There was a situation with a big customer. We're in a competitive situation. I'm on a call with the team. Molloy says, "The customer wants X. They didn't like the way we did Y." I said to Mahesh, "You can figure that out, right?" He goes, "Well, yeah, but let me understand what it is," blah, blah, blah, blah, blah. I said, "Mahesh, we have to tell this customer we're going to do it only if we're going to do it. And you've got to do it." This was a Thursday. He goes, "I got it." I said, "You sure?" "I got it." Monday, Molloy calls me and says, "It's done." I said, "We did it already?" I called Mahesh. He said, "Yeah. I just wrote some code over the weekend." Myself, I said, "I love you, Mahesh.

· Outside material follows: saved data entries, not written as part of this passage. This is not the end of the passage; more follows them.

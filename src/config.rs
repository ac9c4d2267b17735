// src/config.rs

//! Configuration loading utilities.
//!
//! This module provides convenience functions for loading the configuration
//! file and the channel lists it refers to, locally or from S3.

use std::path::Path;

use crate::error::{AppError, Result};
use crate::models::{Config, parse_source_list};

#[cfg(feature = "s3")]
pub use s3_loader::LambdaConfigLoader;

/// Load configuration from a TOML file and merge its `sources_file`.
///
/// A missing config file falls back to defaults. A relative `sources_file`
/// is resolved against the config file's directory.
pub fn load_config(path: &Path) -> Result<Config> {
    let mut config = if path.exists() {
        Config::load(path)?
    } else {
        log::warn!("Config file {path:?} not found, using default configuration");
        Config::default()
    };

    if let Some(file) = config.sources_file.clone() {
        let base = path.parent().unwrap_or_else(|| Path::new("."));
        let sources = load_sources_file(&base.join(file))?;
        log::debug!("Loaded {} source(s) from sources_file", sources.len());
        config.merge_sources(sources);
    }

    Ok(config)
}

/// Load a whitespace/newline separated channel list.
pub fn load_sources_file(path: &Path) -> Result<Vec<String>> {
    let text = std::fs::read_to_string(path).map_err(|e| {
        AppError::config(format!("Cannot read sources file {}: {e}", path.display()))
    })?;
    Ok(parse_source_list(&text))
}

/// Channel names from the `SOURCES` environment variable, if set.
pub fn sources_from_env() -> Option<Vec<String>> {
    std::env::var("SOURCES")
        .ok()
        .map(|raw| parse_source_list(&raw.replace(',', " ")))
}

/// Apply `CRAWL_TIMEOUT_SECS`, `MAX_CONCURRENT`, `REQUEST_DELAY_MS`,
/// `ITEM_BUDGET` and `MAX_PAGES` from the environment.
pub fn apply_env_overrides(config: &mut Config) {
    apply_overrides(config, |key| std::env::var(key).ok());
}

fn apply_overrides(config: &mut Config, lookup: impl Fn(&str) -> Option<String>) {
    let parsed = |key: &str| lookup(key).and_then(|v| v.trim().parse::<u64>().ok());

    if let Some(secs) = parsed("CRAWL_TIMEOUT_SECS") {
        config.crawler.timeout_secs = secs;
    }
    if let Some(n) = parsed("MAX_CONCURRENT") {
        config.crawler.max_concurrent = n as usize;
    }
    if let Some(ms) = parsed("REQUEST_DELAY_MS") {
        config.crawler.request_delay_ms = ms;
    }
    if let Some(n) = parsed("ITEM_BUDGET") {
        config.paginator.item_budget = n as usize;
    }
    if let Some(n) = parsed("MAX_PAGES") {
        config.paginator.max_pages = n as usize;
    }
}

#[cfg(feature = "s3")]
mod s3_loader {
    use crate::error::{AppError, Result};
    use crate::models::{Config, parse_source_list};
    use crate::storage::S3Storage;

    /// Config loader for Lambda environment.
    pub struct LambdaConfigLoader {
        storage: S3Storage,
        prefix: String,
    }

    impl LambdaConfigLoader {
        pub fn new(storage: S3Storage, config_prefix: &str) -> Self {
            Self {
                storage,
                prefix: config_prefix.trim_matches('/').to_string(),
            }
        }

        fn key(&self, file_name: &str) -> String {
            if self.prefix.is_empty() {
                file_name.to_string()
            } else {
                format!("{}/{}", self.prefix, file_name)
            }
        }

        async fn load_text(&self, file_name: &str) -> Result<Option<String>> {
            let key = self.key(file_name);
            log::info!("Loading config file from S3: {key}");
            match self.storage.read_bytes_optional(&key).await? {
                Some(bytes) => String::from_utf8(bytes).map(Some).map_err(|e| {
                    AppError::config(format!("Config file {key} is not valid UTF-8: {e}"))
                }),
                None => Ok(None),
            }
        }

        /// Load `config.toml` and its `sources_file`, or None if absent.
        pub async fn load_config(&self) -> Result<Option<Config>> {
            let Some(text) = self.load_text("config.toml").await? else {
                return Ok(None);
            };
            let mut config = Config::from_toml(&text)?;

            if let Some(file) = config.sources_file.clone() {
                let text = self.load_text(&file).await?.ok_or_else(|| {
                    AppError::config(format!("Sources file not found in S3: {}", self.key(&file)))
                })?;
                config.merge_sources(parse_source_list(&text));
            }

            Ok(Some(config))
        }
    }
}
// src/pipeline/crawl.rs

//! Crawl orchestration.
//!
//! One invocation loads the watermark snapshot, paginates every source with
//! bounded concurrency, folds the per-source results together on a single
//! task, and commits the rendered feed with the advanced watermarks.

use std::sync::Arc;
use std::time::Duration;

use chrono::Utc;
use futures::stream::{self, StreamExt};

use crate::error::Result;
use crate::models::{Config, CrawlReport, ItemRecord, SourceFailure};
use crate::pipeline::FeedBuilder;
use crate::services::{ChannelPageParser, HttpFetcher, PageFetcher, PageParser, Paginator};
use crate::storage::FeedStore;

/// Runs crawl invocations over the configured sources.
pub struct Crawler {
    config: Arc<Config>,
    fetcher: Arc<dyn PageFetcher>,
    parser: Arc<dyn PageParser>,
    store: Arc<dyn FeedStore>,
}

impl Crawler {
    pub fn new(
        config: Arc<Config>,
        fetcher: Arc<dyn PageFetcher>,
        parser: Arc<dyn PageParser>,
        store: Arc<dyn FeedStore>,
    ) -> Self {
        Self {
            config,
            fetcher,
            parser,
            store,
        }
    }

    /// Build a crawler with the HTTP transport and channel page parser.
    pub fn from_config(config: Arc<Config>, store: Arc<dyn FeedStore>) -> Result<Self> {
        let fetcher = Arc::new(HttpFetcher::new(&config.crawler)?);
        let parser = Arc::new(ChannelPageParser::new(&config.crawler.base_url)?);
        Ok(Self::new(config, fetcher, parser, store))
    }

    /// The last published feed document, if any.
    pub async fn last_feed(&self) -> Result<Option<String>> {
        self.store.load_feed().await
    }

    /// Run one crawl invocation.
    ///
    /// Per-source failures are reported in the returned [`CrawlReport`] and
    /// leave that source's watermark untouched. An unreadable watermark
    /// snapshot or a failed commit is returned as an error; in both cases the
    /// stored feed and watermarks are unchanged.
    pub async fn run_crawl(&self) -> Result<CrawlReport> {
        let started_at = Utc::now();
        let sources = self.config.source_ids();
        let baseline = self.store.load_watermarks().await?;

        log::info!(
            "Crawling {} source(s) with up to {} in parallel",
            sources.len(),
            self.config.crawler.max_concurrent.max(1)
        );

        let paginator = Paginator::new(
            self.fetcher.as_ref(),
            self.parser.as_ref(),
            &self.config.paginator,
        )
        .with_delay(Duration::from_millis(self.config.crawler.request_delay_ms));

        let outcomes: Vec<_> = stream::iter(&sources)
            .map(|source| {
                let paginator = &paginator;
                let watermark = baseline.get(source);
                async move { (source, paginator.collect(source, watermark).await) }
            })
            .buffered(self.config.crawler.max_concurrent.max(1))
            .collect()
            .await;

        let mut staged = baseline.clone();
        let mut result_set: Vec<ItemRecord> = Vec::new();
        let mut failures = Vec::new();
        let mut sources_with_items = 0;

        for (source, outcome) in outcomes {
            match outcome {
                Ok(page) => match page.max_sequence() {
                    Some(max) => {
                        log::info!(
                            "{source}: {} new item(s) from {} page(s), watermark {} -> {max} ({:?})",
                            page.items.len(),
                            page.pages_fetched,
                            baseline.get(source),
                            page.stop
                        );
                        staged.advance(source, max);
                        sources_with_items += 1;
                        result_set.extend(page.items);
                    }
                    None => log::debug!("{source}: no new items"),
                },
                Err(error) => {
                    if error.is_source_local() {
                        log::warn!("{source}: crawl failed: {error}");
                    } else {
                        log::error!("{source}: crawl failed: {error}");
                    }
                    failures.push(SourceFailure {
                        source_id: source.clone(),
                        error: error.to_string(),
                    });
                }
            }
        }

        let items_emitted = result_set.len();
        let (feed, watermarks, committed) = if result_set.is_empty() {
            log::info!("No new items; keeping the previously published feed");
            (None, baseline, false)
        } else {
            let feed = FeedBuilder::new(&self.config.feed).render(result_set, Utc::now())?;
            let meta = self.store.commit(&feed, &staged).await?;
            log::info!(
                "Published {items_emitted} item(s) to {} ({} bytes), watermarks in {}",
                meta.feed_location,
                meta.feed_bytes,
                meta.state_location
            );
            (Some(feed), staged, true)
        };

        Ok(CrawlReport {
            started_at,
            finished_at: Utc::now(),
            sources_total: sources.len(),
            sources_with_items,
            items_emitted,
            failures,
            watermarks,
            feed,
            committed,
        })
    }
}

I love you." It is a funny anecdote, but this guy's got gray matter. He can lead, and he can do. There are very few people, I think, that can do both. He also has a great team underneath him. The talent in our company at the senior level is organic in Motorola that has come up the line, more on the radio side. On video, fixed video, mobile video, Command Center, things like RAVE, things like Envysion, things like Openpath, the CEOs of the acquisition talent still reside on the executive team. We have a good cross-pollination of talent. It culturally works. Our strategy guy is Raj Naik. He came out of AMD, used to work for Lee Sisu. I like the blend of talent. I like the opportunity in Command Center.

Joe Cardoso
Analyst, JPMorgan

No, makes sense. The other thing that I wanted to touch on here, particularly on the digital transformation story, is a lot of the technology you guys are bringing isn't necessarily replacing existing kind of solutions that are being leveraged in the market. It's actually targeting new addressable areas. A lot of it, at least today, has been kind of around workflow and kind of enhancing kind of the officers' dynamics there and stuff like that. I guess when we think about these new technologies or these new applications that you guys are delivering, what's the reception from the customers? The other second leg to this is, how are they kind of digesting this within the existing budget framework? Are you seeing them having to cannibalize certain areas?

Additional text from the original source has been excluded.